Saturday, March 20, 2010

A França atrás do balcão


O governo francês diminui a burocracia, incentiva os pequenos
empreendedores – e a abertura de empresas dispara


Antonio Ribeiro, de Paris

Fotos Antonio Ribeiro
FATURANDO MAIS
Laloun abriu microempresa e aumentou em 20% sua receita.
Antes, só na informalidade

Com pouco menos da metade da população brasileira, a França vinha criando o dobro do número de empresas que o Brasil vê surgir anualmente – 260.000 por ano desde 2000. São dados incompatíveis com a ideia disseminada de que a França é um elefante estatal onde a maioria dos jovens sonha trabalhar para o governo. As informações recentes do Instituto Nacional da Estatística e dos Estudos Econômicos da França mostram que, impulsionado pela diminuição da burocracia e por incentivos fiscais, o empreendedorismo individual disparou. No ano passado, os franceses abriram as portas de 580.200 novas empresas.

O salto se deve à criação pelo governo de Nicolas Sarkozy de um "estatuto do microempreendedor" que, entre outras facilidades, permite ao interessado abrir e legalizar uma nova empresa via internet em minutos. O ambiente de negócios na França para empreendedores de maior porte ainda é moroso. Requer o cumprimento de sete procedimentos administrativos. Eles consomem, em média, cinco semanas até a expedição do alvará de funcionamento. O em-preendedor brasileiro enfrenta dezesseis etapas e o processo pode levar meses.

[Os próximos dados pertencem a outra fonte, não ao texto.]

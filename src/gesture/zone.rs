//! Zone residency control
//!
//! The frame is split into a 3x3 grid. Holding a flat control hand inside one
//! zone for `hold_ms` completes a hold; a completed hold fires the zone's
//! action unless the channel is still cooling down from its previous trigger.

use log::{debug, info};
use serde::{Deserialize, Serialize};

use crate::command::{Action, Command};
use crate::config::ZoneConfig;

/// One cell of the 3x3 control grid
#[derive(Debug, Clone, Copy, PartialEq, Eq, Hash, Serialize, Deserialize)]
#[serde(rename_all = "snake_case")]
pub enum Zone {
    TopLeft,
    Top,
    TopRight,
    Left,
    Center,
    Right,
    BottomLeft,
    Bottom,
    BottomRight,
}

impl Zone {
    /// Row-major order
    pub const ALL: [Zone; 9] = [
        Zone::TopLeft,
        Zone::Top,
        Zone::TopRight,
        Zone::Left,
        Zone::Center,
        Zone::Right,
        Zone::BottomLeft,
        Zone::Bottom,
        Zone::BottomRight,
    ];

    /// Zone containing a normalized position. Out-of-frame positions clamp
    /// to the nearest edge zone.
    pub fn at(x: f32, y: f32) -> Zone {
        fn band(v: f32) -> usize {
            if v < 1.0 / 3.0 {
                0
            } else if v < 2.0 / 3.0 {
                1
            } else {
                2
            }
        }
        Zone::ALL[band(y) * 3 + band(x)]
    }

    /// Static binding of zone to action
    pub fn action(&self) -> Action {
        let (command, description) = match self {
            Zone::TopLeft => (Command::Sharp, "Sharp"),
            Zone::Top => (Command::OctaveUp, "Octave up"),
            Zone::TopRight => (Command::Flat, "Flat"),
            Zone::Left => (Command::Undo, "Undo last note"),
            Zone::Center => (Command::Play, "Play composition"),
            Zone::Right => (Command::AddNote, "Add current note"),
            Zone::BottomLeft => (Command::Clear, "Clear composition"),
            Zone::Bottom => (Command::OctaveDown, "Octave down"),
            Zone::BottomRight => (Command::Stop, "Stop playback"),
        };
        Action {
            command,
            description,
        }
    }
}

/// Hold bookkeeping for one control channel
#[derive(Debug, Clone, Copy, PartialEq, Eq, Default, Serialize, Deserialize)]
pub struct HoldState {
    pub zone: Option<Zone>,
    /// `None` while not holding
    pub hold_start_ms: Option<u64>,
    pub last_triggered_at_ms: Option<u64>,
}

/// What happened on one frame
#[derive(Debug, Clone, Copy, PartialEq, Serialize)]
pub struct ZoneUpdate {
    pub zone: Option<Zone>,
    /// Hold progress in 0..=1
    pub progress: f32,
    pub fired: Option<Action>,
}

/// Tracks flat-hand residency and fires zone actions
#[derive(Debug, Clone)]
pub struct ZoneTracker {
    config: ZoneConfig,
    state: HoldState,
}

impl ZoneTracker {
    pub fn new(config: ZoneConfig) -> Self {
        Self {
            config,
            state: HoldState::default(),
        }
    }

    pub fn state(&self) -> HoldState {
        self.state
    }

    /// Abandon the current hold. The cooldown clock is kept.
    pub fn reset(&mut self) {
        self.state.zone = None;
        self.state.hold_start_ms = None;
    }

    /// Advance with the palm centre of a flat control hand, or `None` when
    /// the hand is missing or not flat.
    pub fn update(&mut self, now_ms: u64, position: Option<(f32, f32)>) -> ZoneUpdate {
        let Some((x, y)) = position else {
            self.reset();
            return ZoneUpdate {
                zone: None,
                progress: 0.0,
                fired: None,
            };
        };

        let zone = Zone::at(x, y);
        let start = match self.state.hold_start_ms {
            Some(start) if self.state.zone == Some(zone) => start,
            _ => {
                if self.state.zone.is_some() && self.state.zone != Some(zone) {
                    debug!("Control hand moved to {:?}, hold restarted", zone);
                }
                self.state.zone = Some(zone);
                self.state.hold_start_ms = Some(now_ms);
                now_ms
            }
        };

        let elapsed = now_ms.saturating_sub(start);
        let progress = (elapsed as f32 / self.config.hold_ms as f32).min(1.0);
        if progress < 1.0 {
            return ZoneUpdate {
                zone: Some(zone),
                progress,
                fired: None,
            };
        }

        self.state.hold_start_ms = Some(now_ms);
        let cooled = self
            .state
            .last_triggered_at_ms
            .map_or(true, |last| now_ms.saturating_sub(last) >= self.config.cooldown_ms);

        let fired = if cooled {
            self.state.last_triggered_at_ms = Some(now_ms);
            let action = zone.action();
            info!("Zone {:?} fired: {}", zone, action.description);
            Some(action)
        } else {
            debug!("Zone {:?} hold completed during cooldown", zone);
            None
        };

        ZoneUpdate {
            zone: Some(zone),
            progress,
            fired,
        }
    }
}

Para que o microempreendedor francês possa se beneficiar das facilidades oferecidas pelo novo estatuto, o faturamento bruto anual do negócio não pode ultrapassar 80.300 euros (196.000 reais). A ideia de fixar um teto para a concessão de benefícios fiscais e a simplificação dos procedimentos burocráticos não são exclusividade da França. Quase todos os países de economia de mercado incentivam os pequenos empreendedores, mas, a partir de determinado patamar de crescimento, as empresas são tributadas e fiscalizadas de maneira menos paternal. A diferença francesa, no caso, é utilizar como base de cálculo dos encargos patronais a receita bruta, e não o lucro. "Só nós e a Austrália adotamos o critério", diz François Hurel, presidente da União dos Empreendedores Individuais e pai da ideia na França.

EXEMPLO EDIFICANTE
O economista Plane analisa com prudência, mas arrisca na oportunidade do governo


O publicitário David Laloun é um dos 320.000 que se beneficiaram do novo estatuto. Laloun é assalariado da agência Young & Rubicam, onde cumpre a jornada de trabalho legal de 35 horas semanais. Ele abriu uma microempresa para aumentar os ganhos, o que consegue escrevendo roteiros de filmes, dando consultorias e fazendo palestras. A empresa permite emitir recibos aos contratantes. "A simplicidade é extraordinária. Todo trimestre preencho a declaração sem precisar de ajuda de contadores nem de consultas a especialistas em tributação", diz Laloun, que aumentou sua renda em 20%.

No ano passado, os microempreendedores contribuíram com 0,8% do PIB francês. Ainda é cedo, porém, para medir o impacto macroeconômico. A mortalidade das empresas na França é de cinco anos, quando metade delas desaba sob o peso dos impostos, da regulamentação confusa e minuciosa – e, claro, da má administração e inadequação ao mercado. "Desde o fim da guerra não se criavam tantas empresas, mas nunca houve também tantas falências", diz o economista Mathieu Plane, que, fora do mundo acadêmico, tem sua própria microempresa.